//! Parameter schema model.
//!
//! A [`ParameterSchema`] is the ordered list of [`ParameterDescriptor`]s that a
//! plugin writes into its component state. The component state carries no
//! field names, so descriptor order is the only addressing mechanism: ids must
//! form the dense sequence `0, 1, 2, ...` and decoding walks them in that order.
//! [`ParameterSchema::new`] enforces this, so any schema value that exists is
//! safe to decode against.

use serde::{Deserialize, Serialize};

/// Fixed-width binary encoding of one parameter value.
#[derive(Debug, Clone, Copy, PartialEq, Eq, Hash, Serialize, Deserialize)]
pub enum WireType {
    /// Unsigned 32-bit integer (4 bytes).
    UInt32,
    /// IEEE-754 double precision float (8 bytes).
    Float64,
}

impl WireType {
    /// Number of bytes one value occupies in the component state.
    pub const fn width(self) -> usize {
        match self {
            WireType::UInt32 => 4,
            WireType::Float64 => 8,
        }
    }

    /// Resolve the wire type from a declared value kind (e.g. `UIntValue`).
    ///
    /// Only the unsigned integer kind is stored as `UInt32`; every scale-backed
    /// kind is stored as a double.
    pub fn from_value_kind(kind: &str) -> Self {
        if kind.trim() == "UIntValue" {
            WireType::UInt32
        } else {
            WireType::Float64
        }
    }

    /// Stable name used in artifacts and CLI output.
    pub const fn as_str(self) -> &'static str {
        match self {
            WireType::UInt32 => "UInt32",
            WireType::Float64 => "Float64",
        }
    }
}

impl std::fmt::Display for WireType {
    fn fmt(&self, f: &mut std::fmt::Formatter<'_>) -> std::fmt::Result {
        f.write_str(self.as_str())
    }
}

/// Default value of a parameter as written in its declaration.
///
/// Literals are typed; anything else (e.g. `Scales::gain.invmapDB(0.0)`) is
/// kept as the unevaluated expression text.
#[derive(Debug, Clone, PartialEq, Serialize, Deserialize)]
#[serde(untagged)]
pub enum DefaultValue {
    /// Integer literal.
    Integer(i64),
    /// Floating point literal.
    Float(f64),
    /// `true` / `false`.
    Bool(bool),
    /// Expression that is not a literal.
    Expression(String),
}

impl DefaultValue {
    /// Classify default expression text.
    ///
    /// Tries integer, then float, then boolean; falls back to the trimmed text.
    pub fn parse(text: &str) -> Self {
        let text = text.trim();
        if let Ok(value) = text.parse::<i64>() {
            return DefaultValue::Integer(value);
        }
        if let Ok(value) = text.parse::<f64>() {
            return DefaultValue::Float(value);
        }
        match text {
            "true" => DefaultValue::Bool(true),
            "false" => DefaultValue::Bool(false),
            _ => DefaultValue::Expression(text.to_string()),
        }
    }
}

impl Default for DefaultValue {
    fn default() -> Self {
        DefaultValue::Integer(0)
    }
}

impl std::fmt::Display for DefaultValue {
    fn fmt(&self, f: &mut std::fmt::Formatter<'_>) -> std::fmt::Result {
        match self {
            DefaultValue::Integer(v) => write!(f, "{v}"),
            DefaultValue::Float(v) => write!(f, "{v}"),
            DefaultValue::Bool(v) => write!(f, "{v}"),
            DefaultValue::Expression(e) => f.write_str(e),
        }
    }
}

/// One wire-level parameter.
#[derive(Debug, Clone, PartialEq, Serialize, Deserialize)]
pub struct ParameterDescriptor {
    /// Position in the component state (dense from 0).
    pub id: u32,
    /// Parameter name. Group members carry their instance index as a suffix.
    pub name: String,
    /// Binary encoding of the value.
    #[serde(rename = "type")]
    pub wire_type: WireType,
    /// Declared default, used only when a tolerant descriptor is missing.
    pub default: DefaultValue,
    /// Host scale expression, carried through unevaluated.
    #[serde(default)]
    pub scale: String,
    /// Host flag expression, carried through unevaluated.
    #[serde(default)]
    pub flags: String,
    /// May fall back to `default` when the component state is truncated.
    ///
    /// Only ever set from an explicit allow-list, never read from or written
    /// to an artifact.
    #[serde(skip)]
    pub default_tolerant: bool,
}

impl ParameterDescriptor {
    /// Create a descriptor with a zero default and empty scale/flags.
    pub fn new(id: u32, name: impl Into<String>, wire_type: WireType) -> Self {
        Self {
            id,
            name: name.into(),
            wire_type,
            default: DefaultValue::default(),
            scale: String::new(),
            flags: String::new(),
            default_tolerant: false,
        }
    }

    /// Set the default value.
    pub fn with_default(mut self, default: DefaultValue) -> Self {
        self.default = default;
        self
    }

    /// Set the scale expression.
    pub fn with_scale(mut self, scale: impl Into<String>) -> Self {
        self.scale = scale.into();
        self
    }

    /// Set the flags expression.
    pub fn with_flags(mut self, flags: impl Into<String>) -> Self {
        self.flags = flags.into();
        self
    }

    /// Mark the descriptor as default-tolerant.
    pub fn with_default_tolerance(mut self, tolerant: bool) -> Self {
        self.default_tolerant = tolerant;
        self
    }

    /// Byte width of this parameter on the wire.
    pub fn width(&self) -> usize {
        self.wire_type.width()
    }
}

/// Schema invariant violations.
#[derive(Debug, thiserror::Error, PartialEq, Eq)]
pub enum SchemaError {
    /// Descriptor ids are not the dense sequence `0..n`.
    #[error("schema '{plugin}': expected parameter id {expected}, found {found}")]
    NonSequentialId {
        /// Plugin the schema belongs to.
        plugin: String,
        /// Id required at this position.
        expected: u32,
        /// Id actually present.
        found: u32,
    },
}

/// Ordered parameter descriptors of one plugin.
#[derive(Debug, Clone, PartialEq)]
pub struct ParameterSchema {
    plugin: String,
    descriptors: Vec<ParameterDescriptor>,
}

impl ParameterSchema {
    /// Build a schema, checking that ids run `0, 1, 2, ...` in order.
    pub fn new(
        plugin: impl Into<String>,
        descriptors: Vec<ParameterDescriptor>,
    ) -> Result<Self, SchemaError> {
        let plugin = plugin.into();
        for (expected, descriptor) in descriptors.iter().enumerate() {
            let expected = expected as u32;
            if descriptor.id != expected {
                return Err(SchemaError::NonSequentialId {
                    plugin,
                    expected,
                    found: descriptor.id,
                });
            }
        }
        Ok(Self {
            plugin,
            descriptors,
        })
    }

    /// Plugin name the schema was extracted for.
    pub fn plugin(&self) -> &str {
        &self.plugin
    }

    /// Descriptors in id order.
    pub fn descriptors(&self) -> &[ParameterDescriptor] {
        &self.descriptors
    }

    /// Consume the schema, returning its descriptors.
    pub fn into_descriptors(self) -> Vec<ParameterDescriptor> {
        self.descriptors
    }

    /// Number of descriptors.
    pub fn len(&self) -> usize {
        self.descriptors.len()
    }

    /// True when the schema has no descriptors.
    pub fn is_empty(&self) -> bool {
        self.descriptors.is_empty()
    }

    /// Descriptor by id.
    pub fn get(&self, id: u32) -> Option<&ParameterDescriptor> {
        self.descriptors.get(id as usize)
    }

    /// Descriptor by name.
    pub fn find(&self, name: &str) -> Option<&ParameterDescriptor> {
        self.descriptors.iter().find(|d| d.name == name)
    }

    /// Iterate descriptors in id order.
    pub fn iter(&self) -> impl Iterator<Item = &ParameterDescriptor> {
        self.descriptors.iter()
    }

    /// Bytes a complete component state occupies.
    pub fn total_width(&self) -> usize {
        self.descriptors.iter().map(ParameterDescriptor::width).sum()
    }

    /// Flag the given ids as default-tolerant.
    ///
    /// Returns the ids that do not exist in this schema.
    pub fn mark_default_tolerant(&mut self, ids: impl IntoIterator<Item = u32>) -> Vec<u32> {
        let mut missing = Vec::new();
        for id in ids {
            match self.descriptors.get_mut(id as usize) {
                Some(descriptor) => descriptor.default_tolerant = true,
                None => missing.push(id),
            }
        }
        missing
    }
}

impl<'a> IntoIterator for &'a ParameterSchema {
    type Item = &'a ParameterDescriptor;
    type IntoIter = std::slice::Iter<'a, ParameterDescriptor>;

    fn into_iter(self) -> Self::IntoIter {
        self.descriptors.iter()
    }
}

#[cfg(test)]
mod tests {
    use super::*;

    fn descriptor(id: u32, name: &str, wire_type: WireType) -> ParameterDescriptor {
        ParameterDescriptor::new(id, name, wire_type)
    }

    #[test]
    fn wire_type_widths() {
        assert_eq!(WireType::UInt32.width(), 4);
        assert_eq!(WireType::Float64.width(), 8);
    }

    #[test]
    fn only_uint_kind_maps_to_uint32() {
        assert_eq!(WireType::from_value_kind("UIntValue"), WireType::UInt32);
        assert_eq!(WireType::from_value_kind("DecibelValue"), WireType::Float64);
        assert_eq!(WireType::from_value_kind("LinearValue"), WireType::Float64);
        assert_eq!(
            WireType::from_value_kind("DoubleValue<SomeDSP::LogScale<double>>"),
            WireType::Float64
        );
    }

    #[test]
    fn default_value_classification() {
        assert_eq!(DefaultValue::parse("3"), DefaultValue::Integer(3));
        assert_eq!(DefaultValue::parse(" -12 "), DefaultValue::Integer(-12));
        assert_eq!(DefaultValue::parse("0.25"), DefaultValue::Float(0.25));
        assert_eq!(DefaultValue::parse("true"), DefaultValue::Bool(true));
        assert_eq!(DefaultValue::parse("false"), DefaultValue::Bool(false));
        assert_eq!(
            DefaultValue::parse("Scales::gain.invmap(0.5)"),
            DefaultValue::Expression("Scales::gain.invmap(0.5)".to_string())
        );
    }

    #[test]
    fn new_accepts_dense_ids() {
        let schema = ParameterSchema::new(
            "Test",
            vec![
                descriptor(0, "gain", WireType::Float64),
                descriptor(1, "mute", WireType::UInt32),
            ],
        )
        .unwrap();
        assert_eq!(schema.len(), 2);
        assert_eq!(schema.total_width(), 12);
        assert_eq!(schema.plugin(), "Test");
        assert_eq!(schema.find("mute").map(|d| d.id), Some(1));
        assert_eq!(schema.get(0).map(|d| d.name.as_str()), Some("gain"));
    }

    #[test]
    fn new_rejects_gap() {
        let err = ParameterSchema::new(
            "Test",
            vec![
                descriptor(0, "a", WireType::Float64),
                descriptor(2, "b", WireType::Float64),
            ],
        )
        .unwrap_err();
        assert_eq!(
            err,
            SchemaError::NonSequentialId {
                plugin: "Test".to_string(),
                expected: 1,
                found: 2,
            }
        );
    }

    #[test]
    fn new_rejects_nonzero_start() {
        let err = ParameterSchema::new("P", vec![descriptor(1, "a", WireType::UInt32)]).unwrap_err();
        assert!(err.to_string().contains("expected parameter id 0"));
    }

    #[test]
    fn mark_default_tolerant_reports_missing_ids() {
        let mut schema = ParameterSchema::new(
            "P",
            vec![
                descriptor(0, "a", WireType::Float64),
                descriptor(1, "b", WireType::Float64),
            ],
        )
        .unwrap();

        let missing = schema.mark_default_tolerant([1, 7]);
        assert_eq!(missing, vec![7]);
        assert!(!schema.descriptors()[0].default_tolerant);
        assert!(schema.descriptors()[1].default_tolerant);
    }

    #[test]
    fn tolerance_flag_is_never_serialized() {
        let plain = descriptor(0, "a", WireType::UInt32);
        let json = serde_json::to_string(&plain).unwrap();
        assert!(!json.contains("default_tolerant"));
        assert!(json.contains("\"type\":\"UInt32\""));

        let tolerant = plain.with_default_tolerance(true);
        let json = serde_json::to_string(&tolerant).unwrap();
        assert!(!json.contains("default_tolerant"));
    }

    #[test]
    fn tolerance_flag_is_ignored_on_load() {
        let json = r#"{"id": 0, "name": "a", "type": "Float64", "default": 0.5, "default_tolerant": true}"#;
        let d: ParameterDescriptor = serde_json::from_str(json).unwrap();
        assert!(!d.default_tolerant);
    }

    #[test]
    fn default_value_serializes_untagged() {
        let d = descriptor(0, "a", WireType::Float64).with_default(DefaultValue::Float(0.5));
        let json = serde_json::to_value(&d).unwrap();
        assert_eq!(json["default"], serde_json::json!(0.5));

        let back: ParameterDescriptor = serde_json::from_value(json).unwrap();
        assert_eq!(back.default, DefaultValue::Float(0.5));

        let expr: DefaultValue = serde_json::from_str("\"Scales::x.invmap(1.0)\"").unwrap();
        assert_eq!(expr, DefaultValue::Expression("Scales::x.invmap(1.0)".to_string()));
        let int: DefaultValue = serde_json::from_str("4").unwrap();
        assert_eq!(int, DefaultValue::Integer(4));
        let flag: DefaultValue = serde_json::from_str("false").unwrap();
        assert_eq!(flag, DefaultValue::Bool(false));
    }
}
--
▶ How to complete this task:
Reproduce verbatim only this range: the first line of the material through the line that contains "in that order.", inclusive.

▶ Expected output:
//! Parameter schema model.
//!
//! A [`ParameterSchema`] is the ordered list of [`ParameterDescriptor`]s that a
//! plugin writes into its component state. The component state carries no
//! field names, so descriptor order is the only addressing mechanism: ids must
//! form the dense sequence `0, 1, 2, ...` and decoding walks them in that order.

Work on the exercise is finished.